### Directions
Of all the lines in the entries below, give again exactly those starting at the line containing "repository 4246287686b0346b" and ending at the line containing "dispi.write(DispiIndex::Xres, mode.width);", both ends included, and no others.
----
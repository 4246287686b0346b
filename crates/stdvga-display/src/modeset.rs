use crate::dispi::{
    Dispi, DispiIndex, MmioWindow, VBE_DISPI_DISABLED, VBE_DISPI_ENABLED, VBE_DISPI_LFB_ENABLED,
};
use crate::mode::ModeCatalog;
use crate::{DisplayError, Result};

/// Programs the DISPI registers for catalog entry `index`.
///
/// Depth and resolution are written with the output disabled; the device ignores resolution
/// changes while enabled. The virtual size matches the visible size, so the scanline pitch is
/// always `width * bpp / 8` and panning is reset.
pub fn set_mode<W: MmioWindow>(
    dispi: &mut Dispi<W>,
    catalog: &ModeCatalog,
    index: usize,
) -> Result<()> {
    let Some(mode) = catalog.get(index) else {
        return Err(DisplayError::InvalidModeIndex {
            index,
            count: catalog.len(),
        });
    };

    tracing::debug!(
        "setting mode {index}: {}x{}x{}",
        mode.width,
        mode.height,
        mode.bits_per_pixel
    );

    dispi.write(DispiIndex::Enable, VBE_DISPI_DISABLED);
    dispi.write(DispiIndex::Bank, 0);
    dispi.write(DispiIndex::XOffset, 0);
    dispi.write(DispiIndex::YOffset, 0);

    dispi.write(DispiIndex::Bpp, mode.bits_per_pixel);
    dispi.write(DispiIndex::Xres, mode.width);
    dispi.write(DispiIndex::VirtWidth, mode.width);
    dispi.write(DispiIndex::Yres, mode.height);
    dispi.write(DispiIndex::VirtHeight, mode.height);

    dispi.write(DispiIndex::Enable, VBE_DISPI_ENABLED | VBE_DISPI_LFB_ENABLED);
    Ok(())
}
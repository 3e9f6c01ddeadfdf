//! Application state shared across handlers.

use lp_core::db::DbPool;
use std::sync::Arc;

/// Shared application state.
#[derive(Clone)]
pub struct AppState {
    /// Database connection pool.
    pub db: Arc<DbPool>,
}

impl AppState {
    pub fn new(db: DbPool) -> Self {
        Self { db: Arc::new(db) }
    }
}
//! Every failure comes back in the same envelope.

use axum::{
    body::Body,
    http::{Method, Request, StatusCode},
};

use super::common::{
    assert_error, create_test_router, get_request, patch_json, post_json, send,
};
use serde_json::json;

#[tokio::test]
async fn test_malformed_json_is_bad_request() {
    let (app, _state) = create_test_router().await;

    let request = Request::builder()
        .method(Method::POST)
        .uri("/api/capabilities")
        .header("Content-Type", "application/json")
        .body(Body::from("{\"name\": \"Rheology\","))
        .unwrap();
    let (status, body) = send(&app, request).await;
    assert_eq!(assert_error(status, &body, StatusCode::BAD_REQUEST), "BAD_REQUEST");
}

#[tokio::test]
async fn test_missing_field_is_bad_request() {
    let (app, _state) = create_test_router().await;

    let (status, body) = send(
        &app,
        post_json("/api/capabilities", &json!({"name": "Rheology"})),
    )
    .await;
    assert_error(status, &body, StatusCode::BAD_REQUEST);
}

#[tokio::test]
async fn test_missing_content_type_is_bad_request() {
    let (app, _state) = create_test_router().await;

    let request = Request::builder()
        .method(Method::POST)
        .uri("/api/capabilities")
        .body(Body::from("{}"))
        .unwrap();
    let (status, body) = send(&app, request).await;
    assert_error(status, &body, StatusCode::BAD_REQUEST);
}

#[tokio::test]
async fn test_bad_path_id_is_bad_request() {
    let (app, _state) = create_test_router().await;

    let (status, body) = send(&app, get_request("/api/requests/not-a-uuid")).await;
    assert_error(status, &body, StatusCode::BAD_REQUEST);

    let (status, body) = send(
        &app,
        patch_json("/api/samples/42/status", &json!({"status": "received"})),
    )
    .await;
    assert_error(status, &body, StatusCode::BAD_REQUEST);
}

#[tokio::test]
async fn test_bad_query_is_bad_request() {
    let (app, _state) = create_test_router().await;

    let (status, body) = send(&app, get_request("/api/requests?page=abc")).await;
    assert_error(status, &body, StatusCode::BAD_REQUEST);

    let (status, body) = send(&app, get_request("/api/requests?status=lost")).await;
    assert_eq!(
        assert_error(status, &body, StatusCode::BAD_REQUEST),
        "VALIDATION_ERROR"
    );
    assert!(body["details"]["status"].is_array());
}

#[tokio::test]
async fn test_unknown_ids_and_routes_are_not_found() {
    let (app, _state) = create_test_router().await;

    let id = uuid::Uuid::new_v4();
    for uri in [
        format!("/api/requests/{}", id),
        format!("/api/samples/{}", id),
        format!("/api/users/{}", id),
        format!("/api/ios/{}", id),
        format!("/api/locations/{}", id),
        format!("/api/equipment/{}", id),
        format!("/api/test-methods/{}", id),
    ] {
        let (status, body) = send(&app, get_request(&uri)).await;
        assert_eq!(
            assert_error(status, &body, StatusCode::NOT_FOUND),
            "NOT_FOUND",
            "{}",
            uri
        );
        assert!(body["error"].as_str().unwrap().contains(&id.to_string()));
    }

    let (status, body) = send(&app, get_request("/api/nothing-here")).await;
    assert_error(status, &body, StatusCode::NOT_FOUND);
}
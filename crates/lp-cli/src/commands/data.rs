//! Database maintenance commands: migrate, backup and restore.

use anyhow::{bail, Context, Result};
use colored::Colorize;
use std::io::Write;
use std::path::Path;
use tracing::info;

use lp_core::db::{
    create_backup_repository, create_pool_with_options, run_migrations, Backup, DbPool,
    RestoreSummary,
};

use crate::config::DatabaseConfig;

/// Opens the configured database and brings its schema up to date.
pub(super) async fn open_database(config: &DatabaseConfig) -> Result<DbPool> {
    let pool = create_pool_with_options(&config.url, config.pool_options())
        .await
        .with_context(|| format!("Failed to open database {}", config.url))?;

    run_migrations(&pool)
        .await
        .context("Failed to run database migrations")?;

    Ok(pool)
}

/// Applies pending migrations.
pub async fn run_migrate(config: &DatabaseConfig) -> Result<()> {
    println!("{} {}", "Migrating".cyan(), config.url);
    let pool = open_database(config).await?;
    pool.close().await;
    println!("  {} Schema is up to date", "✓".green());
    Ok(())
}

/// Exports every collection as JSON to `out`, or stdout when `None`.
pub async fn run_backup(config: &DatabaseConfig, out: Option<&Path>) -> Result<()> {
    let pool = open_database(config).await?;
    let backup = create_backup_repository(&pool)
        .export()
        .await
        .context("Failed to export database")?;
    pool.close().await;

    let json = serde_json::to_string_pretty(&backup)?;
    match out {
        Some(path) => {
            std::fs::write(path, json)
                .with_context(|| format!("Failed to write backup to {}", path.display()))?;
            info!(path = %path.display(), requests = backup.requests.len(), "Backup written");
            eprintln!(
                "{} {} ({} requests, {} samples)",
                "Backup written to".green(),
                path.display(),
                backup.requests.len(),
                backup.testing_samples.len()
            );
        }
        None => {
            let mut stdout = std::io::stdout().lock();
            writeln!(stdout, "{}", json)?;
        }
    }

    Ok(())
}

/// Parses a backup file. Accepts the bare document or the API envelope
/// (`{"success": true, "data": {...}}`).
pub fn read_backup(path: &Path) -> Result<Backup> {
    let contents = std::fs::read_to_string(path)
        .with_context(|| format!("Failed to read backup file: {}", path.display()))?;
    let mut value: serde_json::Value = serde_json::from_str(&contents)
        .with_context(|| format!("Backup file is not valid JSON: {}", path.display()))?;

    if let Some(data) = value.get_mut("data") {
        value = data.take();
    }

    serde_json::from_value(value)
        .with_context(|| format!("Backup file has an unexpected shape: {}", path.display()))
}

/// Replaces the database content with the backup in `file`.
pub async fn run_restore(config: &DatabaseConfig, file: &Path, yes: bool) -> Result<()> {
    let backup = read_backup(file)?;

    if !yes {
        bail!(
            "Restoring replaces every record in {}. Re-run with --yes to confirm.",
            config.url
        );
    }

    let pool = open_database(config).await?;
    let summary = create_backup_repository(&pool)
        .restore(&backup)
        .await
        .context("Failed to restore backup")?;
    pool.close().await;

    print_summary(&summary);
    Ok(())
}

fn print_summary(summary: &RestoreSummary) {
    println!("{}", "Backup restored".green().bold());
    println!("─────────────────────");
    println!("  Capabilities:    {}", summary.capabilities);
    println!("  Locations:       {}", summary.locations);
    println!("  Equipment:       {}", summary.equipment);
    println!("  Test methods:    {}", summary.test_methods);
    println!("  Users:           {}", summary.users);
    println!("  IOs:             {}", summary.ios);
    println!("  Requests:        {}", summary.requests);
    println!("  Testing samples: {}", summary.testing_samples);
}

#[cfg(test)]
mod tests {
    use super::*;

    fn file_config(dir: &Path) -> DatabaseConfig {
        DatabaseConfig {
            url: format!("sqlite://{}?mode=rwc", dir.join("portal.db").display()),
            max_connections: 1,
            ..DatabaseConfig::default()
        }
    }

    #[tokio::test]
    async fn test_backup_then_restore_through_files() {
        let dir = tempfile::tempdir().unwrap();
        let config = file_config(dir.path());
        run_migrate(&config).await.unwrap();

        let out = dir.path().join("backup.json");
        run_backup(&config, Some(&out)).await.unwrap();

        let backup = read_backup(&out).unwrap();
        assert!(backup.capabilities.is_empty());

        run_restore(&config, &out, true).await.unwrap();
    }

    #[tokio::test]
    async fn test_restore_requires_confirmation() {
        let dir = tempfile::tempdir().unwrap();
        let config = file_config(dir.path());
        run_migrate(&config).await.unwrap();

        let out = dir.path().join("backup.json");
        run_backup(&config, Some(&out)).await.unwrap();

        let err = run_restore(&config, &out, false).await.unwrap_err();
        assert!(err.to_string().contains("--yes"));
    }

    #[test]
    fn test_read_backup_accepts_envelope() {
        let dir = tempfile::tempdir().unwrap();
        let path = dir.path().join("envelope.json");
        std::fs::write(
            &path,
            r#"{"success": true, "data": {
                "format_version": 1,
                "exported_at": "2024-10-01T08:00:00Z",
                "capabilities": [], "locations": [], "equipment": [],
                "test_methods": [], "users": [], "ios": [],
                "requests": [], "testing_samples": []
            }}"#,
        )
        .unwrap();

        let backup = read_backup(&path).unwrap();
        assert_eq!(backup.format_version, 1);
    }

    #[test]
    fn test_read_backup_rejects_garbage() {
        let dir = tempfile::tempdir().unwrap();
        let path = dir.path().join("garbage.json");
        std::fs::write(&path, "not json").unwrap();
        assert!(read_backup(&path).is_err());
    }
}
----
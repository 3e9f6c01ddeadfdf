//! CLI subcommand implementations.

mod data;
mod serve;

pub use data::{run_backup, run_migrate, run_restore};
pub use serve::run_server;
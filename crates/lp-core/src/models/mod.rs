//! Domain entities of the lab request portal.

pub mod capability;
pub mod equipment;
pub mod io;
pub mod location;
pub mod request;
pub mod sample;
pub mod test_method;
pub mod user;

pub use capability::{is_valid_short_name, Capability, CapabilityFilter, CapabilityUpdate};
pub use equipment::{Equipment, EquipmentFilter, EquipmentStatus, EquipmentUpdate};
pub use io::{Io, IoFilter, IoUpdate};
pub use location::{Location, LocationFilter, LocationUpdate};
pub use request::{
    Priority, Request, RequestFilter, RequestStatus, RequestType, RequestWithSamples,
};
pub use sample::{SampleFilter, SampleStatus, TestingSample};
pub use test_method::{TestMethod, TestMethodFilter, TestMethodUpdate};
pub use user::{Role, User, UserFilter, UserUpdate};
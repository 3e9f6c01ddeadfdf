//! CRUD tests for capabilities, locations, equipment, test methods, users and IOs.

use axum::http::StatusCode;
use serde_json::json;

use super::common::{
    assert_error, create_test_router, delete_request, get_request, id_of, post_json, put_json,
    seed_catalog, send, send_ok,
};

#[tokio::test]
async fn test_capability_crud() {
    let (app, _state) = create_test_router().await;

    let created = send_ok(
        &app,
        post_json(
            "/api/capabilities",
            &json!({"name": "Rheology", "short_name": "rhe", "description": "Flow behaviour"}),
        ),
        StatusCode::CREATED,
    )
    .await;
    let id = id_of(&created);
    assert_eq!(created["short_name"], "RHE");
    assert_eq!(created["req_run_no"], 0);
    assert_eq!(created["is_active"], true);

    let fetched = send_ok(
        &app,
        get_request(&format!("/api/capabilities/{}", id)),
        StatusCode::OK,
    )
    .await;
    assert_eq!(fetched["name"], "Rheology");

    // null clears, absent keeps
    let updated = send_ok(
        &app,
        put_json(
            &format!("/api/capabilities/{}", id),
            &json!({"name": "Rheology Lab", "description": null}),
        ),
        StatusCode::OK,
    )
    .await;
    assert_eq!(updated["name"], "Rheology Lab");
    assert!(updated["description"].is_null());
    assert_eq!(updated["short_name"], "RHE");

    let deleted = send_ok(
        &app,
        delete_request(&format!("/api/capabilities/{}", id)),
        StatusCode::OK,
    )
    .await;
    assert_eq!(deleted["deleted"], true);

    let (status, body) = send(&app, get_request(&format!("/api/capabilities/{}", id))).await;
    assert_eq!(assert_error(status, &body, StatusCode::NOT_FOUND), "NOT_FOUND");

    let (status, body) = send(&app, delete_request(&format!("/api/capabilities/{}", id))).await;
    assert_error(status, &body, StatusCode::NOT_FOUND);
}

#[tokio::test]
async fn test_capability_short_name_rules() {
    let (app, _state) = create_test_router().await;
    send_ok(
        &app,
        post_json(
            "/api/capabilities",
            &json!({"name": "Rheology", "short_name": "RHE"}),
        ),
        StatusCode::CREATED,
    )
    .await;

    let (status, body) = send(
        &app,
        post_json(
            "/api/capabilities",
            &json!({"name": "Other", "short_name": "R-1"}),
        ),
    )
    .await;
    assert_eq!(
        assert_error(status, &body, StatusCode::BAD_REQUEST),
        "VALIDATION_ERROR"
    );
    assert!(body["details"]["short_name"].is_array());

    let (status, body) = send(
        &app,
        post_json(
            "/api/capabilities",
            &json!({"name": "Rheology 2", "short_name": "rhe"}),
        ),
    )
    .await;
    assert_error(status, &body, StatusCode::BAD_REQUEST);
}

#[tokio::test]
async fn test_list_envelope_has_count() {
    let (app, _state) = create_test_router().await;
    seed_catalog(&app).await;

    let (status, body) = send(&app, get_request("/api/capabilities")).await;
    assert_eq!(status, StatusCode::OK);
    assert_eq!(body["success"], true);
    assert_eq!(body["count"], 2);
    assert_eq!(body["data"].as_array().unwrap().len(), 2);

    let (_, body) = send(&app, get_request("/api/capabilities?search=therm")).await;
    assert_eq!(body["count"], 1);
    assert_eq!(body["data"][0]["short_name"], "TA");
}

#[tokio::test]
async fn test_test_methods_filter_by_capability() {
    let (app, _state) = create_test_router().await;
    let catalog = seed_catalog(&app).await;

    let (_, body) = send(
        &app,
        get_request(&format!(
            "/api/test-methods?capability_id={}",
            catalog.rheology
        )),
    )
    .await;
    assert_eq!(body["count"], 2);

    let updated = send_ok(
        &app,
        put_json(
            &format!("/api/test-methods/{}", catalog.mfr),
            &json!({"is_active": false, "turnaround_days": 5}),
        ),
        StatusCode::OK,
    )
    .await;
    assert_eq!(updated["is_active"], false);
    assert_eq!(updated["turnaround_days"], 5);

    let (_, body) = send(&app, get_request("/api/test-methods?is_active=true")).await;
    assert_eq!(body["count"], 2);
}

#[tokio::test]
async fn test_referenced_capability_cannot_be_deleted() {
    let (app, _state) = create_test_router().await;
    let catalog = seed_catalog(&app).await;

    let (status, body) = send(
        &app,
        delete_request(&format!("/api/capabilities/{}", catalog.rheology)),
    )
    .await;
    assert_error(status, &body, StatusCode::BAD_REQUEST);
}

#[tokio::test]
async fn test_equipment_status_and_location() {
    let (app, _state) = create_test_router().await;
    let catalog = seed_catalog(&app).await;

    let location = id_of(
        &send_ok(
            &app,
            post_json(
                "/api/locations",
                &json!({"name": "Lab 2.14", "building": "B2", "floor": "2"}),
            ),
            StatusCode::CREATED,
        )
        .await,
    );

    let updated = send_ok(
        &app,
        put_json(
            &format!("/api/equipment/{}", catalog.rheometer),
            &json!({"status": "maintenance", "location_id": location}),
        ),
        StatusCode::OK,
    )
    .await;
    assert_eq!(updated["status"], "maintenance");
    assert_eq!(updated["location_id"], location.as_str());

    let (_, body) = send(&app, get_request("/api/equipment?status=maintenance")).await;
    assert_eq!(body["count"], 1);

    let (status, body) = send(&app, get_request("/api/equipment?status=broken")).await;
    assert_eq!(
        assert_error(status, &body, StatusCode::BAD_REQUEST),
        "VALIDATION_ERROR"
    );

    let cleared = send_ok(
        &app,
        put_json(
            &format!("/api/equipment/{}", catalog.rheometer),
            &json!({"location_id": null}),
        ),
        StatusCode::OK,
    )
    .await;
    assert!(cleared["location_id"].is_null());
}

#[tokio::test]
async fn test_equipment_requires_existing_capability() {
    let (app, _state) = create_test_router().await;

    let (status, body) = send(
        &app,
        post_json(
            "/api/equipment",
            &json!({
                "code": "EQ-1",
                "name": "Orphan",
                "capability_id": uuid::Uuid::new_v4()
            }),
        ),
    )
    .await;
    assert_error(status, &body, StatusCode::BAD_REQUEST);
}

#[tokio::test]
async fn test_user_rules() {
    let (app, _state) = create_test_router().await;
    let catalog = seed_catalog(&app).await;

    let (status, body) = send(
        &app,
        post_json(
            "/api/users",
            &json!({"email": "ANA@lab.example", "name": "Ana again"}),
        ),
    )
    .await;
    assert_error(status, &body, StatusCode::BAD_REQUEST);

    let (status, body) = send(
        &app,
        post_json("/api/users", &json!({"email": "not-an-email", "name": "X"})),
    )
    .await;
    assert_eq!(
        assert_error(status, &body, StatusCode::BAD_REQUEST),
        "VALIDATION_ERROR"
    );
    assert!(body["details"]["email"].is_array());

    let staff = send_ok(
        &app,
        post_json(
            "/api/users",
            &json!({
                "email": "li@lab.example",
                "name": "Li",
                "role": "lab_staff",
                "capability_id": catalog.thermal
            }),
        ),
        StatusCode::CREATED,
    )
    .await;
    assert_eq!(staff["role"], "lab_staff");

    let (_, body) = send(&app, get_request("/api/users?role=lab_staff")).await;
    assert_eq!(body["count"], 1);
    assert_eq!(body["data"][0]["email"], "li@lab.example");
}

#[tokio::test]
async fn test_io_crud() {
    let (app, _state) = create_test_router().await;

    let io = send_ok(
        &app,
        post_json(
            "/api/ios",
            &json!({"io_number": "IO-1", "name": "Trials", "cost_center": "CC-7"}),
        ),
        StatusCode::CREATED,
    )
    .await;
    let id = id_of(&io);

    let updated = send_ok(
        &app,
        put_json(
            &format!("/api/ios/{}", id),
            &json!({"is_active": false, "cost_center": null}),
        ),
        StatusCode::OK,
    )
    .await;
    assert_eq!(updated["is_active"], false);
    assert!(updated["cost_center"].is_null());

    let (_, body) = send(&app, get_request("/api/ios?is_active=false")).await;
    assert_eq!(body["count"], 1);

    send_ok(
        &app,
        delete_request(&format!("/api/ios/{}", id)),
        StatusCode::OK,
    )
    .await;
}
----
### Result for this exercise
repository 4246287686b0346b
filename crates/stdvga-display/src/modeset.rs
use crate::dispi::{
    Dispi, DispiIndex, MmioWindow, VBE_DISPI_DISABLED, VBE_DISPI_ENABLED, VBE_DISPI_LFB_ENABLED,
};
use crate::mode::ModeCatalog;
use crate::{DisplayError, Result};

/// Programs the DISPI registers for catalog entry `index`.
///
/// Depth and resolution are written with the output disabled; the device ignores resolution
/// changes while enabled. The virtual size matches the visible size, so the scanline pitch is
/// always `width * bpp / 8` and panning is reset.
pub fn set_mode<W: MmioWindow>(
    dispi: &mut Dispi<W>,
    catalog: &ModeCatalog,
    index: usize,
) -> Result<()> {
    let Some(mode) = catalog.get(index) else {
        return Err(DisplayError::InvalidModeIndex {
            index,
            count: catalog.len(),
        });
    };

    tracing::debug!(
        "setting mode {index}: {}x{}x{}",
        mode.width,
        mode.height,
        mode.bits_per_pixel
    );

    dispi.write(DispiIndex::Enable, VBE_DISPI_DISABLED);
    dispi.write(DispiIndex::Bank, 0);
    dispi.write(DispiIndex::XOffset, 0);
    dispi.write(DispiIndex::YOffset, 0);

    dispi.write(DispiIndex::Bpp, mode.bits_per_pixel);
    dispi.write(DispiIndex::Xres, mode.width);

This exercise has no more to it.